Event driven state machine 101

RFQ State Machine

We highlighted quite a few techniques to deal with reactive systems in Reactive Trader. There is another one, that we commonly use, that was not demonstrated.

A state machine is a simple yet powerful way of decomposing some functionality into states and a set of valid transitions between them.
When you find yourself dealing for instance with user input and/or server events and see lots of branching in your code (if/switch statements) on some _state variables, chances are high that a state machine could be introduced to simplify things.

In this post we will look at a concrete use case, we will define a state machine for it and we will see how we can organise our code around the state machine and interact with it. I’ve also created a companion GitHub project where you can find the full example.

Example: RFQ workflow

In finance “Request for Quote” (RFQ) is a common mechanism used to request a price electronically: the client submits a request to the pricing server.
At some point the server provides a quote (or a series of quotes) and the client can decide to execute (hit) or pass (cancel). When a client “executes” or “hits” a price they are actually placing an Order to make a trade at that given price. This order could still be rejected for reasons that could be

    • financial (client has exceed their credit limit),
    • environmental (excessive latency) or
    • market driven (large move in the market means all trades are off).

We are going to build a state machine that would live client side, in some UI application like reactive trader, to control the state of an RFQ.

The following diagram describes the different states of the RFQ and the possible transitions.

state machine diagram

This is a visual representation of a state machine, it contains

      • states:
        • an initial state (at the top),
        • intermediate states (requesting, quoted, Executing)
        • terminal states (Error, Done, Cancelled)
      • and transitions between states (arrows)

I find those diagrams very helpful to think about the system, while building them I will generally go through all the states I already discovered and ask myself the following questions:

      • Could anything else happen in this state?
      • Are there any unhappy paths? (e.g. time-outs, error, etc.)
      • Do we have a representation of this particular state in the UI? (if you are building a UI).

Those diagrams are also very useful to discuss with non developers: business people, UX, etc.

From diagram to code

State machines can be implemented in many different ways, either from scratch or using some library.
For any decent size state machine I tend to use Stateless but the recommendations that follow would stand for any library or hand written state machine.

I like to define state machines in a single place: I find that spreading the definition across multiple files/classes makes it harder to understand.

Stateless offers a nice fluent syntax to define states and possible transitions.

Defining states

The first thing we need to do is to define the set of states, we can use an enum for that:

[gist id=9160c1b3e0687d3ebf38]

Events

Then we define the events which will trigger transitions between states.
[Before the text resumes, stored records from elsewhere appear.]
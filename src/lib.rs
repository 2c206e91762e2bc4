//! Track overlap: which genomic tracks overlap a region, and by how much.
//!
//! Candidate rows stream out of a range-indexed store in any order. Each row
//! is clipped to the query window and folded into its track's running
//! interval union, so a track with many overlapping or adjacent sub-intervals
//! is never double-counted and memory stays bounded by the number of merged
//! intervals, not the number of rows.
//!
//! # Features
//!
//! - **Streaming**: one row in flight, no candidate buffering
//! - **Order independent**: online union per track, no global sort
//! - **Fault tolerant**: malformed rows are skipped and counted
//! - **Parallel batches**: independent queries run on the Rayon pool
//!
//! # Example
//!
//! ```rust
//! use track_overlap::{InMemoryStore, QueryEngine, TrackFilter};
//!
//! let mut builder = InMemoryStore::builder();
//! builder.add_row("A", "chr1", 900, 1500).unwrap();
//! builder.add_row("A", "chr1", 1400, 1800).unwrap();
//! builder.add_row("A", "chr1", 1900, 2100).unwrap();
//!
//! let engine = QueryEngine::new(builder.build());
//! let outcome = engine.query("chr1", 1000, 2000, TrackFilter::new()).unwrap();
//! assert_eq!(outcome.report.get("A").unwrap().covered_length, 900);
//! ```

pub mod aggregator;
pub mod cancel;
pub mod clip;
pub mod config;
pub mod error;
pub mod interval;
pub mod merge_state;
pub mod orchestrator;
pub mod output;
pub mod region;
pub mod report;
pub mod store;

// Re-export commonly used types
pub use cancel::CancelToken;
pub use config::EngineConfig;
pub use error::{EngineError, Result};
pub use interval::GenomicInterval;
pub use merge_state::TrackMergeState;
pub use orchestrator::QueryEngine;
pub use region::{QueryRegion, TrackFilter};
pub use report::{OverlapReport, QueryOutcome, QueryStats, TrackOverlap};
pub use store::{CandidateRow, ChannelStore, InMemoryStore, SpatialStore, TsvStore};

/// Library version
pub const VERSION: &str = env!("CARGO_PKG_VERSION");

/// Prelude module for convenient imports.
pub mod prelude {
    pub use crate::cancel::CancelToken;
    pub use crate::config::EngineConfig;
    pub use crate::error::{EngineError, Result};
    pub use crate::interval::GenomicInterval;
    pub use crate::orchestrator::QueryEngine;
    pub use crate::region::{QueryRegion, TrackFilter};
    pub use crate::report::{OverlapReport, QueryOutcome, TrackOverlap};
    pub use crate::store::{CandidateRow, InMemoryStore, SpatialStore, TsvStore};
}
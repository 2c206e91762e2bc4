//! In-memory range index over track intervals.
//!
//! Rows are grouped by chromosome and sorted by start. Each chromosome also
//! records its longest row, which bounds how far left of the query start an
//! overlapping row can begin: the search binary-searches to
//! `query.start - max_len` and scans forward until `row.start >= query.end`.

use super::{CandidateRow, CandidateRows, SpatialStore};
use crate::error::{EngineError, Result};
use crate::interval::GenomicInterval;
use crate::region::{normalize_chrom, QueryRegion};
use rustc_hash::FxHashMap;

#[derive(Debug, Clone)]
struct TrackMeta {
    id: String,
    tissue: Option<String>,
    source: Option<String>,
}

#[derive(Debug, Clone, Copy)]
struct StoredRow {
    interval: GenomicInterval,
    track: u32,
}

/// Sorted rows of one chromosome.
#[derive(Debug, Default)]
struct ChromRows {
    /// Chromosome name as first seen, reported back on candidate rows
    name: String,
    rows: Vec<StoredRow>,
    max_len: u64,
    min_start: u64,
    max_end: u64,
}

impl ChromRows {
    fn push(&mut self, row: StoredRow) {
        if self.rows.is_empty() {
            self.min_start = row.interval.start();
            self.max_end = row.interval.end();
        } else {
            self.min_start = self.min_start.min(row.interval.start());
            self.max_end = self.max_end.max(row.interval.end());
        }
        self.max_len = self.max_len.max(row.interval.len());
        self.rows.push(row);
    }

    /// Rows overlapping `[start, end)`, in start order.
    fn overlapping(&self, start: u64, end: u64) -> impl Iterator<Item = &StoredRow> + '_ {
        let in_bounds = start < self.max_end && end > self.min_start;
        let first = if in_bounds {
            let lower = start.saturating_sub(self.max_len);
            self.rows.partition_point(|r| r.interval.start() < lower)
        } else {
            self.rows.len()
        };
        self.rows[first..]
            .iter()
            .take_while(move |r| r.interval.start() < end)
            .filter(move |r| r.interval.end() > start)
    }
}

/// Collects rows and builds an [`InMemoryStore`].
#[derive(Debug, Default)]
pub struct InMemoryStoreBuilder {
    normalize_chrom: bool,
    tracks: Vec<TrackMeta>,
    track_ids: FxHashMap<String, u32>,
    chroms: FxHashMap<String, ChromRows>,
    rows_added: usize,
}

impl InMemoryStoreBuilder {
    pub fn new() -> Self {
        Self {
            normalize_chrom: true,
            ..Self::default()
        }
    }

    /// Compare chromosome names after normalization (`chr1` == `1`).
    pub fn with_normalize_chrom(mut self, normalize: bool) -> Self {
        self.normalize_chrom = normalize;
        self
    }

    /// Register or update a track's tissue and source.
    pub fn track_metadata(
        &mut self,
        track_id: &str,
        tissue: Option<&str>,
        source: Option<&str>,
    ) -> &mut Self {
        let idx = self.intern_track(track_id);
        let meta = &mut self.tracks[idx as usize];
        meta.tissue = tissue.map(str::to_string);
        meta.source = source.map(str::to_string);
        self
    }

    /// Add one interval for a track.
    ///
    /// Rows with `start >= end` are rejected with `MalformedRow`, where
    /// `line` is the 1-based position of the row in insertion order.
    pub fn add_row(
        &mut self,
        track_id: &str,
        chrom: &str,
        start: u64,
        end: u64,
    ) -> Result<&mut Self> {
        self.rows_added += 1;
        let line = self.rows_added;
        let interval =
            GenomicInterval::new(start, end).ok_or_else(|| EngineError::MalformedRow {
                line,
                reason: format!("start ({}) >= end ({})", start, end),
            })?;
        let track = self.intern_track(track_id);
        let key = self.chrom_key(chrom);
        self.chroms
            .entry(key)
            .or_insert_with(|| ChromRows {
                name: chrom.to_string(),
                ..ChromRows::default()
            })
            .push(StoredRow { interval, track });
        Ok(self)
    }

    pub fn build(self) -> InMemoryStore {
        let mut chroms = self.chroms;
        for chrom_rows in chroms.values_mut() {
            chrom_rows
                .rows
                .sort_unstable_by_key(|r| (r.interval.start(), r.interval.end()));
        }
        InMemoryStore {
            normalize_chrom: self.normalize_chrom,
            tracks: self.tracks,
            chroms,
        }
    }

    fn intern_track(&mut self, track_id: &str) -> u32 {
        if let Some(&idx) = self.track_ids.get(track_id) {
            return idx;
        }
        let idx = self.tracks.len() as u32;
        self.tracks.push(TrackMeta {
            id: track_id.to_string(),
            tissue: None,
            source: None,
        });
        self.track_ids.insert(track_id.to_string(), idx);
        idx
    }

    fn chrom_key(&self, chrom: &str) -> String {
        if self.normalize_chrom {
            normalize_chrom(chrom).into_owned()
        } else {
            chrom.to_string()
        }
    }
}

/// Immutable sorted index of track intervals, safe to share across threads.
#[derive(Debug)]
pub struct InMemoryStore {
    normalize_chrom: bool,
    tracks: Vec<TrackMeta>,
    chroms: FxHashMap<String, ChromRows>,
}

impl InMemoryStore {
    pub fn builder() -> InMemoryStoreBuilder {
        InMemoryStoreBuilder::new()
    }

    /// Total number of stored rows.
    pub fn len(&self) -> usize {
        self.chroms.values().map(|c| c.rows.len()).sum()
    }

    pub fn is_empty(&self) -> bool {
        self.len() == 0
    }

    /// Number of distinct tracks.
    pub fn track_count(&self) -> usize {
        self.tracks.len()
    }

    fn chrom_rows(&self, chrom: &str) -> Option<&ChromRows> {
        if self.normalize_chrom {
            self.chroms.get(normalize_chrom(chrom).as_ref())
        } else {
            self.chroms.get(chrom)
        }
    }
}

impl SpatialStore for InMemoryStore {
    fn range_query(&self, region: &QueryRegion) -> Result<CandidateRows<'_>> {
        let Some(chrom_rows) = self.chrom_rows(region.chrom()) else {
            return Ok(Box::new(std::iter::empty::<Result<CandidateRow>>()));
        };
        let rows = chrom_rows
            .overlapping(region.start(), region.end())
            .map(move |row| {
                let meta = &self.tracks[row.track as usize];
                Ok::<_, EngineError>(CandidateRow {
                    track_id: meta.id.clone(),
                    chrom: chrom_rows.name.clone(),
                    interval: row.interval,
                    tissue: meta.tissue.clone(),
                    source: meta.source.clone(),
                })
            });
        Ok(Box::new(rows))
    }
}
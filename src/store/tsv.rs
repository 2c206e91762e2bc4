//! Line-scanning adapter over a tab-separated track-interval file.
//!
//! Each query opens the file and streams it once, keeping a single line
//! buffer. Nothing is indexed, so cost is linear in file size, but memory is
//! constant and the rows need no particular order.
//!
//! Tissue/source filters are applied while scanning (pushed down), so
//! filtered-out rows never reach the aggregator.

use super::parsing::{parse_row_core, should_skip_line, trim_line_end, Fields};
use super::{CandidateRow, CandidateRows, SpatialStore};
use crate::error::{EngineError, Result};
use crate::interval::GenomicInterval;
use crate::region::{normalize_chrom, QueryRegion, TrackFilter};
use std::fs::File;
use std::io::{BufRead, BufReader, Read};
use std::path::{Path, PathBuf};

/// Input buffer size for scanning (256 KB).
const SCAN_BUFFER_SIZE: usize = 256 * 1024;

/// File-backed store: `chrom  start  end  track_id  [tissue  source]`.
#[derive(Debug, Clone)]
pub struct TsvStore {
    path: PathBuf,
    normalize_chrom: bool,
}

impl TsvStore {
    pub fn new<P: AsRef<Path>>(path: P) -> Self {
        Self {
            path: path.as_ref().to_path_buf(),
            normalize_chrom: true,
        }
    }

    /// Compare chromosome names after normalization (`chr1` == `1`).
    pub fn with_normalize_chrom(mut self, normalize: bool) -> Self {
        self.normalize_chrom = normalize;
        self
    }

    pub fn path(&self) -> &Path {
        &self.path
    }
}

impl SpatialStore for TsvStore {
    fn range_query(&self, region: &QueryRegion) -> Result<CandidateRows<'_>> {
        let file = File::open(&self.path).map_err(|e| {
            EngineError::unavailable(format!("cannot open {}: {}", self.path.display(), e))
        })?;
        Ok(Box::new(TsvRows::new(file, region, self.normalize_chrom)))
    }

    fn pushes_down_filters(&self) -> bool {
        true
    }
}

/// Streaming scan over any readable source of track-interval lines.
pub struct TsvRows<R: Read> {
    reader: BufReader<R>,
    buffer: Vec<u8>,
    line_number: usize,
    /// Normalized when `normalize_chrom` is set
    chrom: String,
    normalize_chrom: bool,
    interval: GenomicInterval,
    filter: TrackFilter,
    done: bool,
}

impl<R: Read> TsvRows<R> {
    pub fn new(reader: R, region: &QueryRegion, normalize: bool) -> Self {
        let chrom = if normalize {
            normalize_chrom(region.chrom()).into_owned()
        } else {
            region.chrom().to_string()
        };
        Self {
            reader: BufReader::with_capacity(SCAN_BUFFER_SIZE, reader),
            buffer: Vec::with_capacity(1024),
            line_number: 0,
            chrom,
            normalize_chrom: normalize,
            interval: region.interval(),
            filter: region.filter().clone(),
            done: false,
        }
    }

    fn chrom_matches(&self, name: &str) -> bool {
        if self.normalize_chrom {
            normalize_chrom(name) == self.chrom.as_str()
        } else {
            name == self.chrom
        }
    }

    /// Evaluate the line currently in the buffer.
    ///
    /// `None` means the line is not a candidate (header, other chromosome,
    /// no overlap, filtered out). A chromosome column that is not UTF-8
    /// cannot be compared, so the line is reported as malformed.
    fn evaluate_line(&self) -> Option<Result<CandidateRow>> {
        let line = trim_line_end(&self.buffer);
        if should_skip_line(line) {
            return None;
        }
        let fields = Fields::split(line);
        let Ok(chrom) = std::str::from_utf8(fields.get(0)?) else {
            return Some(Err(EngineError::MalformedRow {
                line: self.line_number,
                reason: "chromosome name is not valid UTF-8".to_string(),
            }));
        };
        if !self.chrom_matches(chrom) {
            return None;
        }

        let core = match parse_row_core(&fields) {
            Ok(core) => core,
            Err(reason) => {
                return Some(Err(EngineError::MalformedRow {
                    line: self.line_number,
                    reason: reason.to_string(),
                }))
            }
        };
        let Some(interval) = GenomicInterval::new(core.start, core.end) else {
            return Some(Err(EngineError::MalformedRow {
                line: self.line_number,
                reason: format!("start ({}) >= end ({})", core.start, core.end),
            }));
        };
        if !interval.overlaps(&self.interval) {
            return None;
        }

        let tissue = fields.metadata(4);
        let source = fields.metadata(5);
        if !self.filter.matches(tissue, source) {
            return None;
        }

        Some(Ok(CandidateRow {
            track_id: core.track_id.to_string(),
            chrom: chrom.to_string(),
            interval,
            tissue: tissue.map(str::to_string),
            source: source.map(str::to_string),
        }))
    }
}

impl<R: Read> Iterator for TsvRows<R> {
    type Item = Result<CandidateRow>;

    fn next(&mut self) -> Option<Self::Item> {
        while !self.done {
            self.buffer.clear();
            match self.reader.read_until(b'\n', &mut self.buffer) {
                Ok(0) => self.done = true,
                Ok(_) => {
                    self.line_number += 1;
                    if let Some(item) = self.evaluate_line() {
                        return Some(item);
                    }
                }
                Err(e) => {
                    self.done = true;
                    return Some(Err(EngineError::StoreUnavailable {
                        reason: format!("read failed at line {}: {}", self.line_number + 1, e),
                        rows_consumed: 0,
                    }));
                }
            }
        }
        None
    }
}
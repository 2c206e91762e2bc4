//! Runtime configuration for the overlap engine.
//!
//! One `EngineConfig` is shared read-only by every query an engine runs.

/// Default `--max-tracks` of the command line front end.
pub const DEFAULT_MAX_TRACKS: usize = 20;

/// Engine configuration.
#[derive(Debug, Clone)]
pub struct EngineConfig {
    /// Keep only the top-N tracks by covered length.
    pub max_tracks: Option<usize>,
    /// Let the store apply tissue/source filters when it can.
    ///
    /// When off, or when the store cannot push filters down, the aggregator
    /// applies them per row. Both paths yield the same report.
    pub pushdown_filters: bool,
}

impl Default for EngineConfig {
    fn default() -> Self {
        Self::new()
    }
}

impl EngineConfig {
    pub fn new() -> Self {
        Self {
            max_tracks: None,
            pushdown_filters: true,
        }
    }

    /// Cap the number of reported tracks.
    pub fn with_max_tracks(mut self, max_tracks: Option<usize>) -> Self {
        self.max_tracks = max_tracks;
        self
    }

    /// Allow or forbid filter push-down.
    pub fn with_pushdown_filters(mut self, pushdown: bool) -> Self {
        self.pushdown_filters = pushdown;
        self
    }
}
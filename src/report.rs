//! Per-track overlap report produced by a finished query.

use crate::interval::GenomicInterval;
use crate::region::QueryRegion;
use std::cmp::Reverse;
use std::fmt;

/// Overlap of one track with the query window.
#[derive(Debug, Clone, PartialEq)]
pub struct TrackOverlap {
    pub track_id: String,
    /// Disjoint, non-touching, sorted by start.
    pub merged: Vec<GenomicInterval>,
    pub covered_length: u64,
    /// Rows the store returned for this track, before merging.
    pub raw_candidate_count: usize,
    pub tissue: Option<String>,
    pub source: Option<String>,
    window_length: u64,
}

impl TrackOverlap {
    pub(crate) fn new(
        track_id: String,
        merged: Vec<GenomicInterval>,
        covered_length: u64,
        raw_candidate_count: usize,
        window_length: u64,
    ) -> Self {
        Self {
            track_id,
            merged,
            covered_length,
            raw_candidate_count,
            tissue: None,
            source: None,
            window_length,
        }
    }

    /// Share of the query window covered by this track, in `[0, 1]`.
    pub fn fraction_covered(&self) -> f64 {
        if self.window_length == 0 {
            0.0
        } else {
            self.covered_length as f64 / self.window_length as f64
        }
    }
}

/// Report entries for every track that overlaps the query.
#[derive(Debug, Clone, Default, PartialEq)]
pub struct OverlapReport {
    entries: Vec<TrackOverlap>,
}

impl OverlapReport {
    pub fn new(entries: Vec<TrackOverlap>) -> Self {
        Self { entries }
    }

    /// Order by descending covered length, ties by ascending track id.
    pub fn sort_by_coverage(&mut self) {
        self.entries.sort_by(|a, b| {
            Reverse(a.covered_length)
                .cmp(&Reverse(b.covered_length))
                .then_with(|| a.track_id.cmp(&b.track_id))
        });
    }

    /// Keep only the first `n` entries.
    pub fn truncate(&mut self, n: usize) {
        self.entries.truncate(n);
    }

    pub fn entries(&self) -> &[TrackOverlap] {
        &self.entries
    }

    pub fn iter(&self) -> impl Iterator<Item = &TrackOverlap> {
        self.entries.iter()
    }

    /// Look up a track by id.
    pub fn get(&self, track_id: &str) -> Option<&TrackOverlap> {
        self.entries.iter().find(|e| e.track_id == track_id)
    }

    pub fn len(&self) -> usize {
        self.entries.len()
    }

    pub fn is_empty(&self) -> bool {
        self.entries.is_empty()
    }
}

/// Counters collected while streaming one query.
#[derive(Debug, Default, Clone, PartialEq, Eq)]
pub struct QueryStats {
    /// Items pulled from the store, including malformed rows
    pub rows_pulled: usize,
    /// Rows clipped and merged into a track
    pub rows_accepted: usize,
    /// Rows the store flagged as malformed
    pub malformed_rows: usize,
    /// Rows whose clip came out empty
    pub clip_mismatches: usize,
    /// Rows the store returned from another chromosome
    pub chrom_mismatches: usize,
    /// Rows rejected by the tissue/source filter in the aggregator
    pub filtered_rows: usize,
    /// Distinct tracks that received at least one row
    pub tracks_touched: usize,
    /// Tracks dropped at finalization for failing the disjointness check
    pub tracks_omitted: usize,
}

impl QueryStats {
    /// Rows skipped for data-quality reasons.
    pub fn skipped(&self) -> usize {
        self.malformed_rows + self.clip_mismatches + self.chrom_mismatches
    }
}

impl fmt::Display for QueryStats {
    fn fmt(&self, f: &mut fmt::Formatter<'_>) -> fmt::Result {
        write!(
            f,
            "Pulled: {}, Accepted: {}, Malformed: {}, Clip mismatches: {}, Chrom mismatches: {}, Filtered: {}, Tracks: {}",
            self.rows_pulled,
            self.rows_accepted,
            self.malformed_rows,
            self.clip_mismatches,
            self.chrom_mismatches,
            self.filtered_rows,
            self.tracks_touched
        )
    }
}

/// A completed query: the report plus how it was produced.
#[derive(Debug, Clone)]
pub struct QueryOutcome {
    pub region: QueryRegion,
    pub report: OverlapReport,
    pub stats: QueryStats,
}

impl QueryOutcome {
    /// True when rows were skipped or tracks omitted. The report is still
    /// valid for everything that was kept.
    pub fn is_partial(&self) -> bool {
        self.stats.skipped() > 0 || self.stats.tracks_omitted > 0
    }
}
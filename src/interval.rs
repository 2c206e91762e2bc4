//! Core interval type for per-query coordinate arithmetic.

use std::cmp::Ordering;
use std::fmt;

/// A non-empty genomic interval.
/// Uses 0-based, half-open coordinates (BED format). The chromosome is
/// carried by the enclosing query or row, not by the interval itself.
#[derive(Debug, Clone, Copy, PartialEq, Eq, Hash)]
pub struct GenomicInterval {
    start: u64,
    end: u64,
}

impl GenomicInterval {
    /// Create a new interval, or `None` if `start >= end`.
    #[inline]
    pub fn new(start: u64, end: u64) -> Option<Self> {
        if start < end {
            Some(Self { start, end })
        } else {
            None
        }
    }

    #[inline]
    pub fn start(&self) -> u64 {
        self.start
    }

    #[inline]
    pub fn end(&self) -> u64 {
        self.end
    }

    /// Returns the length of the interval. Always at least 1.
    #[inline]
    pub fn len(&self) -> u64 {
        self.end - self.start
    }

    /// Check if this interval shares at least one base with `[start, end)`.
    ///
    /// Strict on both sides: `[100,200)` does not overlap `[200,250)`.
    #[inline]
    pub fn overlaps_range(&self, start: u64, end: u64) -> bool {
        start < self.end && end > self.start
    }

    /// Check if this interval overlaps another.
    #[inline]
    pub fn overlaps(&self, other: &GenomicInterval) -> bool {
        self.overlaps_range(other.start, other.end)
    }

    /// Check if this interval overlaps or abuts another (`a.end == b.start`).
    #[inline]
    pub fn touches(&self, other: &GenomicInterval) -> bool {
        self.start <= other.end && other.start <= self.end
    }

    /// Intersection of two intervals, `None` if they share no base.
    #[inline]
    pub fn intersection(&self, other: &GenomicInterval) -> Option<GenomicInterval> {
        GenomicInterval::new(self.start.max(other.start), self.end.min(other.end))
    }

    /// Smallest interval covering both.
    #[inline]
    pub fn hull(&self, other: &GenomicInterval) -> GenomicInterval {
        GenomicInterval {
            start: self.start.min(other.start),
            end: self.end.max(other.end),
        }
    }
}

impl fmt::Display for GenomicInterval {
    fn fmt(&self, f: &mut fmt::Formatter<'_>) -> fmt::Result {
        write!(f, "{}-{}", self.start, self.end)
    }
}

impl Ord for GenomicInterval {
    fn cmp(&self, other: &Self) -> Ordering {
        self.start
            .cmp(&other.start)
            .then(self.end.cmp(&other.end))
    }
}

impl PartialOrd for GenomicInterval {
    fn partial_cmp(&self, other: &Self) -> Option<Ordering> {
        Some(self.cmp(other))
    }
}
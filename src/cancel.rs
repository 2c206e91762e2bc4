//! Cooperative cancellation for in-flight queries.
//!
//! The aggregator checks the token before every pull from the store, so a
//! cancelled query stops within one row.

use std::sync::atomic::{AtomicBool, Ordering};
use std::sync::Arc;
use std::time::{Duration, Instant};

/// Cloneable cancellation handle with an optional deadline.
#[derive(Debug, Clone, Default)]
pub struct CancelToken {
    flag: Arc<AtomicBool>,
    deadline: Option<Instant>,
}

impl CancelToken {
    /// A token that is only cancelled explicitly.
    pub fn new() -> Self {
        Self::default()
    }

    /// A token that also expires `timeout` from now.
    pub fn with_timeout(timeout: Duration) -> Self {
        Self {
            flag: Arc::new(AtomicBool::new(false)),
            deadline: Some(Instant::now() + timeout),
        }
    }

    /// Request cancellation. Visible to every clone.
    #[inline]
    pub fn cancel(&self) {
        self.flag.store(true, Ordering::Release);
    }

    /// True once cancelled or past the deadline.
    #[inline]
    pub fn is_cancelled(&self) -> bool {
        self.flag.load(Ordering::Acquire) || self.deadline.is_some_and(|d| Instant::now() >= d)
    }
}
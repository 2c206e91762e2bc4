//! Query regions, metadata filters, and chromosome-name normalization.

use crate::error::{EngineError, Result};
use crate::interval::GenomicInterval;
use std::borrow::Cow;
use std::fmt;

/// Normalize a chromosome name for comparison.
///
/// Lowercases and strips a leading `chr`, so `chr1`, `Chr1` and `1` compare
/// equal. Allocation-free when the name is already normalized.
pub fn normalize_chrom(name: &str) -> Cow<'_, str> {
    let stripped = match name.get(..3) {
        Some(prefix) if prefix.eq_ignore_ascii_case("chr") => &name[3..],
        _ => name,
    };
    if stripped.bytes().any(|b| b.is_ascii_uppercase()) {
        Cow::Owned(stripped.to_ascii_lowercase())
    } else {
        Cow::Borrowed(stripped)
    }
}

/// Optional tissue/source predicates applied to candidate rows.
#[derive(Debug, Clone, Default, PartialEq, Eq)]
pub struct TrackFilter {
    pub tissue: Option<String>,
    pub source: Option<String>,
}

impl TrackFilter {
    pub fn new() -> Self {
        Self::default()
    }

    pub fn with_tissue(mut self, tissue: impl Into<String>) -> Self {
        self.tissue = Some(tissue.into());
        self
    }

    pub fn with_source(mut self, source: impl Into<String>) -> Self {
        self.source = Some(source.into());
        self
    }

    /// True if no predicate is set.
    #[inline]
    pub fn is_empty(&self) -> bool {
        self.tissue.is_none() && self.source.is_none()
    }

    /// Check a row's metadata against the filter.
    ///
    /// Comparison is ASCII case-insensitive. A row without a value for a
    /// filtered field never matches.
    pub fn matches(&self, tissue: Option<&str>, source: Option<&str>) -> bool {
        fn field_matches(want: &Option<String>, have: Option<&str>) -> bool {
            match want {
                None => true,
                Some(w) => have.is_some_and(|h| h.eq_ignore_ascii_case(w)),
            }
        }
        field_matches(&self.tissue, tissue) && field_matches(&self.source, source)
    }
}

/// A validated single-chromosome query window.
#[derive(Debug, Clone, PartialEq, Eq)]
pub struct QueryRegion {
    chrom: String,
    interval: GenomicInterval,
    filter: TrackFilter,
}

impl QueryRegion {
    /// Validate and build a region.
    ///
    /// Fails with `InvalidRegion` on an empty chromosome, a negative
    /// coordinate, or `start >= end`.
    pub fn new(chrom: impl Into<String>, start: i64, end: i64) -> Result<Self> {
        let chrom = chrom.into();
        if chrom.trim().is_empty() {
            return Err(EngineError::InvalidRegion(
                "chromosome must not be empty".to_string(),
            ));
        }
        if start < 0 || end < 0 {
            return Err(EngineError::InvalidRegion(format!(
                "coordinates must be non-negative, got {}:{}-{}",
                chrom, start, end
            )));
        }
        let interval = GenomicInterval::new(start as u64, end as u64).ok_or_else(|| {
            EngineError::InvalidRegion(format!(
                "start ({}) must be less than end ({})",
                start, end
            ))
        })?;
        Ok(Self {
            chrom,
            interval,
            filter: TrackFilter::default(),
        })
    }

    /// Attach tissue/source predicates.
    pub fn with_filter(mut self, filter: TrackFilter) -> Self {
        self.filter = filter;
        self
    }

    /// Copy of this region with no tissue/source predicates.
    pub fn without_filter(&self) -> Self {
        Self {
            chrom: self.chrom.clone(),
            interval: self.interval,
            filter: TrackFilter::default(),
        }
    }

    #[inline]
    pub fn chrom(&self) -> &str {
        &self.chrom
    }

    #[inline]
    pub fn interval(&self) -> GenomicInterval {
        self.interval
    }

    #[inline]
    pub fn start(&self) -> u64 {
        self.interval.start()
    }

    #[inline]
    pub fn end(&self) -> u64 {
        self.interval.end()
    }

    #[inline]
    pub fn filter(&self) -> &TrackFilter {
        &self.filter
    }

    /// Check whether a chromosome name refers to this region's chromosome.
    pub fn same_chrom(&self, other: &str, normalize: bool) -> bool {
        if normalize {
            normalize_chrom(&self.chrom) == normalize_chrom(other)
        } else {
            self.chrom == other
        }
    }
}

impl fmt::Display for QueryRegion {
    fn fmt(&self, f: &mut fmt::Formatter<'_>) -> fmt::Result {
        write!(f, "{}:{}", self.chrom, self.interval)
    }
}

#[cfg(test)]
mod tests {
    use super::*;

    #[test]
    fn test_normalize_chrom() {
        assert_eq!(normalize_chrom("chr1"), "1");
        assert_eq!(normalize_chrom("Chr1"), "1");
        assert_eq!(normalize_chrom("1"), "1");
        assert_eq!(normalize_chrom("chrX"), "x");
        assert_eq!(normalize_chrom("ch"), "ch");
        assert!(matches!(normalize_chrom("chr7"), Cow::Borrowed(_)));
    }

    #[test]
    fn test_region_validation() {
        assert!(QueryRegion::new("chr1", 1000, 2000).is_ok());
        assert!(matches!(
            QueryRegion::new("", 1000, 2000),
            Err(EngineError::InvalidRegion(_))
        ));
        assert!(matches!(
            QueryRegion::new("chr1", -5, 2000),
            Err(EngineError::InvalidRegion(_))
        ));
        assert!(matches!(
            QueryRegion::new("chr1", 2000, 2000),
            Err(EngineError::InvalidRegion(_))
        ));
        assert!(matches!(
            QueryRegion::new("chr1", 2000, 1000),
            Err(EngineError::InvalidRegion(_))
        ));
    }

    #[test]
    fn test_same_chrom() {
        let region = QueryRegion::new("chr1", 0, 10).unwrap();
        assert!(region.same_chrom("1", true));
        assert!(region.same_chrom("CHR1", true));
        assert!(!region.same_chrom("1", false));
        assert!(!region.same_chrom("chr10", true));
    }

    #[test]
    fn test_filter_matching() {
        let filter = TrackFilter::new().with_tissue("Brain");
        assert!(filter.matches(Some("brain"), None));
        assert!(!filter.matches(Some("liver"), Some("ENCODE")));
        assert!(!filter.matches(None, Some("ENCODE")));

        let both = TrackFilter::new().with_tissue("brain").with_source("encode");
        assert!(both.matches(Some("Brain"), Some("ENCODE")));
        assert!(!both.matches(Some("Brain"), Some("Roadmap")));

        assert!(TrackFilter::new().matches(None, None));
    }
}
In our case those are events coming from the client or from the server.

Again we can use an enum to define those events.

[gist id=14bbd2a0b8040a808356]

I like to prefix those events with their origin, just to makes things explicit (here we have ‘Server’, ‘User’, ‘Internal’)

As you can see events coming from the server always expose a happy path (for instance ServerNewQuote when the server sends a new quote) and at least one corresponding error event (ServerQuoteError).

Components

You will also often have internal events, for instance a timer expiring can raise an internal event to trigger a state transition.

Events may or not carry some data: for instance UserRequests event needs to contain the description of the product being priced.
For those events requiring parameters it is useful to define strongly typed events.

This is how we declare them with Stateless, for instance for the ServerSendsQuote event:

[gist id=dea91fa626e6b468ef07]

Defining transitions

Now we can define transitions. For each state we define which events are allowed and when they are triggered to which state we will transition.
This is very straight forward with stateless:

[gist id=2a0ef6112f33d9f2425d]

Triggering events

When the user performs an action or the server sends back a message we want to fire an event at the state machine.
This is straight forward with stateless

[gist id=35dae01a47b3d807b97c]

Defining actions

When we send an event to the state machine, two things can happen, the current state has a valid transition for this event or not.

If the current state can accept an event we generally want to execute our code at some point around the transition:

      • when you enter a state (or re-enter a state since it’s also possible to have transitions looping back on the same state)
      • when you exit a state
      • upon transition, if you have different behavior to implement for different transitions leading to a same state

I tend to apply actions upon entry into a state and use the other variants only in specific scenarios.

Important: when implementing a statemachine, you want to put all your logic inside those actions (on state entry, on state exit, on transition) because the state machine has already checked that the incoming event was valid for the current state.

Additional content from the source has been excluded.